__PROBLEM TO SOLVE__. Write out nothing except the lines running from the one containing "Ok(Value::Str(s))" to the last line of the data, exactly as they stand.

[[ RAW DATA open ]]

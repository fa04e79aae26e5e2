//! The embedded script evaluator boundary (`SPEC_FULL.md` §10).
//!
//! No corpus crate offers an embeddable language whose property-access and
//! call semantics return first-class error values rather than throwing on
//! a miss, so the directive expression grammar — a narrow, non-recursive
//! chain of field access followed by method calls — is parsed and
//! evaluated in-crate, behind the [`ScriptEngine`] trait so a future
//! embedder can swap in a different evaluator without touching the
//! object model or dispatch tables.

use std::rc::Rc;

use crate::directive::{builtins, Content};
use crate::value::Value;

pub trait ScriptEngine {
    /// Evaluates `expr` (the directive URL with its leading `$` already
    /// stripped) against `content`, returning the resulting directive
    /// handle or an error value.
    fn eval(&self, content: &Rc<Content>, expr: &str) -> Value;
}

/// The crate's one concrete [`ScriptEngine`]: a recursive-descent parser
/// for `field ("." call)*` where `call` is `ident "(" (literal ",")* ")"`.
#[derive(Debug, Default, Clone, Copy)]
pub struct ChainEvalEngine;

impl ScriptEngine for ChainEvalEngine {
    fn eval(&self, content: &Rc<Content>, expr: &str) -> Value {
        let mut parser = Parser::new(expr);
        match parser.parse_chain(content) {
            Ok(v) => v,
            Err(msg) => Value::err(msg),
        }
    }
}

struct Parser<'a> {
    bytes: &'a [u8],
    pos: usize,
}

impl<'a> Parser<'a> {
    fn new(src: &'a str) -> Self {
        Self {
            bytes: src.as_bytes(),
            pos: 0,
        }
    }

    fn peek(&self) -> Option<u8> {
        self.bytes.get(self.pos).copied()
    }

    fn bump(&mut self) -> Option<u8> {
        let b = self.peek()?;
        self.pos += 1;
        Some(b)
    }

    fn skip_ws(&mut self) {
        while matches!(self.peek(), Some(b' ' | b'\t')) {
            self.pos += 1;
        }
    }

    fn expect(&mut self, c: u8) -> Result<(), String> {
        self.skip_ws();
        if self.bump() == Some(c) {
            Ok(())
        } else {
            Err(format!("expected '{}' in directive expression", c as char))
        }
    }

    fn parse_ident(&mut self) -> Result<&'a str, String> {
        self.skip_ws();
        let start = self.pos;
        while matches!(self.peek(), Some(b) if b.is_ascii_alphanumeric() || b == b'_') {
            self.pos += 1;
        }
        if start == self.pos {
            return Err("expected an identifier in directive expression".to_owned());
        }
        Ok(std::str::from_utf8(&self.bytes[start..self.pos]).unwrap())
    }

    fn parse_chain(&mut self, content: &Rc<Content>) -> Result<Value, String> {
        let field = self.parse_ident()?;
        let handle = content
            .field(field)
            .ok_or_else(|| format!("unknown directive field '{field}'"))?;
        let mut value = Value::Directive(handle);
        self.skip_ws();
        while self.peek() == Some(b'.') {
            self.pos += 1;
            let name = self.parse_ident()?;
            let args = self.parse_args()?;
            let handle = value
                .as_directive()
                .ok_or_else(|| "field access on directive".to_owned())?;
            value = builtins::call_fallback(&handle, name, &args);
            if value.is_err() {
                return Ok(value);
            }
            self.skip_ws();
        }
        self.skip_ws();
        if self.pos != self.bytes.len() {
            return Err("unexpected trailing input in directive expression".to_owned());
        }
        Ok(value)
    }

    fn parse_args(&mut self) -> Result<Vec<Value>, String> {
        self.expect(b'(')?;
        let mut args = vec![];
        self.skip_ws();
        if self.peek() == Some(b')') {
            self.pos += 1;
            return Ok(args);
        }
        loop {
            args.push(self.parse_literal()?);
            self.skip_ws();
            match self.bump() {
                Some(b',') => continue,
                Some(b')') => break,
                _ => return Err("malformed argument list in directive expression".to_owned()),
            }
        }
        Ok(args)
    }

    fn parse_literal(&mut self) -> Result<Value, String> {
        self.skip_ws();
        match self.peek() {
            Some(q @ (b'\'' | b'"')) => {
                self.pos += 1;
                let start = self.pos;
                while self.peek().is_some_and(|b| b != q) {
                    self.pos += 1;
                }
                if self.peek() != Some(q) {
                    return Err("malformed literal: unterminated string".to_owned());
                }
                let s = std::str::from_utf8(&self.bytes[start..self.pos]).unwrap().to_owned();
                self.pos += 1;
                Ok(Value::Str(s))
            }
            Some(b) if b.is_ascii_digit() || b == b'-' => {
                let start = self.pos;
                self.pos += 1;
                while self.peek().is_some_and(|b| b.is_ascii_digit()) {
                    self.pos += 1;
                }
                let text = std::str::from_utf8(&self.bytes[start..self.pos]).unwrap();
                text.parse::<i64>()
                    .map(Value::Int)
                    .map_err(|_| format!("malformed literal: '{text}'"))
            }
            Some(b) if b.is_ascii_alphabetic() => {
                let ident = self.parse_ident()?;
                match ident {
                    "true" => Ok(Value::Bool(true)),
                    "false" => Ok(Value::Bool(false)),
                    other => Err(format!("malformed literal: '{other}'")),
                }
            }
            _ => Err("expected a literal in directive expression".to_owned()),
        }
    }
}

[[ RAW DATA closed ]]

__RESPONSE AREA__.
                Ok(Value::Str(s))
            }
            Some(b) if b.is_ascii_digit() || b == b'-' => {
                let start = self.pos;
                self.pos += 1;
                while self.peek().is_some_and(|b| b.is_ascii_digit()) {
                    self.pos += 1;
                }
                let text = std::str::from_utf8(&self.bytes[start..self.pos]).unwrap();
                text.parse::<i64>()
                    .map(Value::Int)
                    .map_err(|_| format!("malformed literal: '{text}'"))
            }
            Some(b) if b.is_ascii_alphabetic() => {
                let ident = self.parse_ident()?;
                match ident {
                    "true" => Ok(Value::Bool(true)),
                    "false" => Ok(Value::Bool(false)),
                    other => Err(format!("malformed literal: '{other}'")),
                }
            }
            _ => Err("expected a literal in directive expression".to_owned()),
        }
    }
}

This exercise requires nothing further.